In 1579, however, there was a radical change in English diplomacy when William Harborne obtained a charter from the Sultan in Constantinople which secured for English merchants the same privileges as were enjoyed at that time by merchants of other states, particularly of Venice. Turkish Company was founded and Anglo-Turkish diplomatic relations were put on a regulated basis. After that, political and commercial relations between England and the Ottoman Empire were generally friendly, and ‘the Sublime Porte’ often attributed great importance to the wishes of the English Court. It is entirely possible that the Polish chancellor called the attention of the Transylvanian politicians to the great influence of the English ambassador at Constantinople and to the feasibility of establishing contact with the English court through that embassy. This seemed all the more probable as Transylvania, having embraced Protestantism, could count on a certain sympathy in Elizabethan England.

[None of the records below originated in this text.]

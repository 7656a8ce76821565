//! # bertram-core
//!
//! Offline analysis of Luma3DS crash dumps.
//!
//! This crate provides the pieces a crash report is built from:
//! - Decoding the binary dump format ([`dump`])
//! - Classifying the fault the way the Luma3DS crash screen does ([`classify`])
//! - Resolving addresses against a symbol table and scanning the stack ([`symbols`], [`unwind`])
//! - Matching against crashes that were already diagnosed ([`solve`])
//!
//! Every operation after decoding is pure and total. Registers the dump did
//! not save are reported as absent rather than zero, and a dump whose
//! declared sizes do not fit its buffer is rejected outright.
//!
//! ## Example
//!
//! ```rust,no_run
//! use bertram_core::prelude::*;
//!
//! let bytes = std::fs::read("crash_dump_00000000.dmp")?;
//! let dump = decode(&bytes)?;
//! println!("{}", classify(&dump).description());
//! for hit in solve(&dump) {
//!     println!("{hit}");
//! }
//! # Ok::<(), bertram_core::error::BertramError>(())
//! ```

pub mod classify;
pub mod disasm;
pub mod dump;
pub mod error;
pub mod prelude;
pub mod solve;
pub mod symbols;
pub mod types;
pub mod unwind;

pub use classify::{classify, FaultClassification};
pub use dump::{decode, CrashDump};
pub use error::{BertramError, BertramResult, DecodeError, SymbolError};
pub use solve::solve;
pub use symbols::{CodeBounds, SymbolTable};
pub use unwind::{analyze, AnalysisResult};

Spiritual ties between Hungary and Britain had been called into being the puritan ideal common to both countries bridged the geographical gulf between them. Hungary’s contact with Great Britain as a whole became strongest in religious affairs, due to the maintenance of fraternal relations between the Calvinist (Reformed) Church in Hungary and their English and Scottish coreligionists, broadly known as Presbyterians by the seventeenth century, because they favoured the replacement of Bishops within the national churches of Scotland and England with a model of church government based on Calvin’s Geneva. In Hungary, interest was shown in Protestant England as far back as the middle of the century before, when Edward VI was on the throne. Hungarian theologians already felt compelled to go on a pilgrimage to England and its renowned cities. However, the first major theologian to have his visit recorded was Matthew Skaritza, who made the journey in 1571, according to Peter Bod. In contemporary Hungarian literature there is a long poem describing the martyr’s death of Thomas Cramner, written by Sztáray in 1582.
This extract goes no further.